Other aspects of a job, such as drainage, can be critical factors in scaling as well. Inadequate drainage can lead to scaling in concrete that is properly proportioned, placed, finished and cured. The timing of a placement can also be crucial. Concrete exposed to freeze-thaw conditions before it is mature and relatively dry can lead to scaling, particularly if deicers are used on those first snow events. Providing petrographers with as much information as possible about these aspects of the job can be critical in understanding what scaling mechanisms are at play.


Conclusions

Scaling is a common form of freeze-thaw distress that involves the progressive loss of material from an exposed surface. It can occur from a number of different mechanisms that may reflect shortcomings in material properties, finish and/or curing as well as problems in drainage or maintenance practices. Petrographers can often recognize which mechanism(s) may underlie a scaled pavement using a combination of petrographic examination, air void analysis and chloride testing.
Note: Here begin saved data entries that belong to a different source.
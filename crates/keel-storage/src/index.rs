//! Memory-mapped offset index.
//!
//! The index maps a segment-relative record offset to the byte position of
//! that record in the segment's store file. Entries are fixed width and
//! packed with no padding:
//!
//! ```text
//! ┌───────────────────────────┬────────────────────┐
//! │ Relative offset (4 bytes) │ Position (8 bytes) │  ... repeated
//! └───────────────────────────┴────────────────────┘
//! ```
//!
//! Both fields are big-endian. Entries are written strictly in append order,
//! so the n-th entry always belongs to the n-th record of the segment and
//! the relative offset equals the entry's own index. That invariant is what
//! makes negative ("from the end") lookups and next-offset recovery cheap.
//!
//! The backing file is preallocated to its maximum size up front so it can
//! be memory-mapped once; "index full" is then a plain size comparison. On
//! close the map is flushed and the file truncated back down to its logical
//! size, which is how a later open tells how many entries exist.

use std::fs::File;

use byteorder::{BigEndian, ByteOrder};
use memmap2::MmapMut;

use crate::error::{Error, Result};

const OFF_WIDTH: u64 = 4;
const POS_WIDTH: u64 = 8;

/// Width of one index entry: relative offset plus store position.
pub(crate) const ENT_WIDTH: u64 = OFF_WIDTH + POS_WIDTH;

/// Fixed-capacity, memory-mapped index file.
///
/// Writes are not internally synchronized; the owning segment serializes
/// them under the log's locks. Concurrent unsynchronized writes would race
/// on the size counter and corrupt entries.
pub(crate) struct Index {
    file: File,
    mmap: MmapMut,
    size: u64,
}

impl Index {
    /// Map an index file, growing it to `max_index_bytes` of capacity. The
    /// file's size *before* growing is the logical size: the bytes that hold
    /// real entries from a previous, cleanly closed incarnation.
    pub(crate) fn new(file: File, max_index_bytes: u64) -> Result<Self> {
        let size = file.metadata()?.len();
        file.set_len(max_index_bytes)?;
        let mmap = unsafe { MmapMut::map_mut(&file)? };
        Ok(Self { file, mmap, size })
    }

    /// Read entry `n`. Non-negative `n` is an absolute entry index; negative
    /// `n` counts from the end, `-1` being the most recent entry. Returns
    /// [`Error::EndOfData`] when the slot does not exist.
    pub(crate) fn read(&self, n: i64) -> Result<(u32, u64)> {
        if self.size == 0 {
            return Err(Error::EndOfData);
        }
        let entries = (self.size / ENT_WIDTH) as i64;
        let slot = if n < 0 { entries + n } else { n };
        if slot < 0 {
            return Err(Error::EndOfData);
        }
        let at = slot as u64 * ENT_WIDTH;
        if at >= self.size {
            return Err(Error::EndOfData);
        }
        let at = at as usize;
        let rel = BigEndian::read_u32(&self.mmap[at..at + OFF_WIDTH as usize]);
        let position =
            BigEndian::read_u64(&self.mmap[at + OFF_WIDTH as usize..at + ENT_WIDTH as usize]);
        Ok((rel, position))
    }

    /// Append one entry. Returns [`Error::EndOfData`] when fewer than
    /// [`ENT_WIDTH`] bytes of mapped capacity remain.
    pub(crate) fn write(&mut self, relative_offset: u32, position: u64) -> Result<()> {
        if self.mmap.len() as u64 - self.size < ENT_WIDTH {
            return Err(Error::EndOfData);
        }
        let at = self.size as usize;
        BigEndian::write_u32(
            &mut self.mmap[at..at + OFF_WIDTH as usize],
            relative_offset,
        );
        BigEndian::write_u64(
            &mut self.mmap[at + OFF_WIDTH as usize..at + ENT_WIDTH as usize],
            position,
        );
        self.size += ENT_WIDTH;
        Ok(())
    }

    /// Logical size in bytes: entries written, not mapped capacity.
    pub(crate) fn size(&self) -> u64 {
        self.size
    }

    /// Flush the map, truncate the file down to the logical size, and sync.
    /// The map must be dropped before truncating below its length.
    pub(crate) fn close(self) -> Result<()> {
        let Index { file, mmap, size } = self;
        mmap.flush()?;
        drop(mmap);
        file.set_len(size)?;
        file.sync_all()?;
        Ok(())
    }
}

#[cfg(test)]
mod tests {
    use super::*;
    use std::fs::OpenOptions;
    use tempfile::TempDir;

    const MAX_INDEX_BYTES: u64 = ENT_WIDTH * 3;

    fn open_file(path: &std::path::Path) -> File {
        OpenOptions::new()
            .read(true)
            .write(true)
            .create(true)
            .open(path)
            .unwrap()
    }

    #[test]
    fn test_read_empty_is_end_of_data() {
        let dir = TempDir::new().unwrap();
        let index = Index::new(open_file(&dir.path().join("i")), MAX_INDEX_BYTES).unwrap();

        assert!(matches!(index.read(0), Err(Error::EndOfData)));
        assert!(matches!(index.read(-1), Err(Error::EndOfData)));
    }

    #[test]
    fn test_write_read() {
        let dir = TempDir::new().unwrap();
        let mut index = Index::new(open_file(&dir.path().join("i")), MAX_INDEX_BYTES).unwrap();

        index.write(0, 0).unwrap();
        index.write(1, 19).unwrap();

        assert_eq!(index.read(0).unwrap(), (0, 0));
        assert_eq!(index.read(1).unwrap(), (1, 19));
        // -1 resolves to the most recent entry, -2 to the one before it.
        assert_eq!(index.read(-1).unwrap(), (1, 19));
        assert_eq!(index.read(-2).unwrap(), (0, 0));

        assert!(matches!(index.read(2), Err(Error::EndOfData)));
        assert!(matches!(index.read(-3), Err(Error::EndOfData)));
    }

    #[test]
    fn test_write_past_capacity_is_end_of_data() {
        let dir = TempDir::new().unwrap();
        let mut index = Index::new(open_file(&dir.path().join("i")), MAX_INDEX_BYTES).unwrap();

        for n in 0..3u32 {
            index.write(n, u64::from(n) * 19).unwrap();
        }
        assert!(matches!(index.write(3, 57), Err(Error::EndOfData)));

        // Prior entries survive the failed write untouched.
        for n in 0..3u32 {
            assert_eq!(index.read(i64::from(n)).unwrap(), (n, u64::from(n) * 19));
        }
    }

    #[test]
    fn test_close_truncates_and_reopen_recovers() {
        let dir = TempDir::new().unwrap();
        let path = dir.path().join("i");

        let mut index = Index::new(open_file(&path), MAX_INDEX_BYTES).unwrap();
        index.write(0, 0).unwrap();
        index.write(1, 19).unwrap();
        index.close().unwrap();

        // Close trims the preallocated capacity away.
        assert_eq!(std::fs::metadata(&path).unwrap().len(), ENT_WIDTH * 2);

        let reopened = Index::new(open_file(&path), MAX_INDEX_BYTES).unwrap();
        assert_eq!(reopened.size(), ENT_WIDTH * 2);
        assert_eq!(reopened.read(-1).unwrap(), (1, 19));
    }
}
By understanding the mechanism(s) that underlie surface scaling, it is often possible to determine sensible solutions to remediate these issues.

 

References

  1. Concrete Terminology, American Concrete Institute CT-13, http://www.concrete.org/Tools/ConcreteTerminology.aspx
  2. Guide to Durable Concrete, American Concrete Institute 201.2R-08, http://www.concrete.org/Publications/MCPOnline/MCPSearch.aspx?m=abstract&MCP_DocID=916
  3. Standard Practice for Petrographic Examination of Hardened Concrete, ASTM C856-14, Annual Book of Standards, vol. 4.02.
  4. Standard Test Method for Microscopical Determination of Parameters of the Air-Void System in Hardened Concrete, ASTM C457/C457M-12, Annual Book of Standards, vol. 4.02.
  5. Standard Test Method for Air Content of Freshly Mixed Concrete by the Volumetric Method, ASTM C173/C173M-14, Annual Book of Standards, vol. 4.02.
  6. Standard Test Method for Air Content of Freshly Mixed Concrete by the Pressure Method, ASTM C231/C231M-14m, Annual Book of Standards, vol. 4.02.
  7. Standard Test Method for Acid-Soluble Chloride in Mortar and Concrete, ASTM C1152/C1152M-04(2012)e1, Annual Book of Standards, vol. 4.02.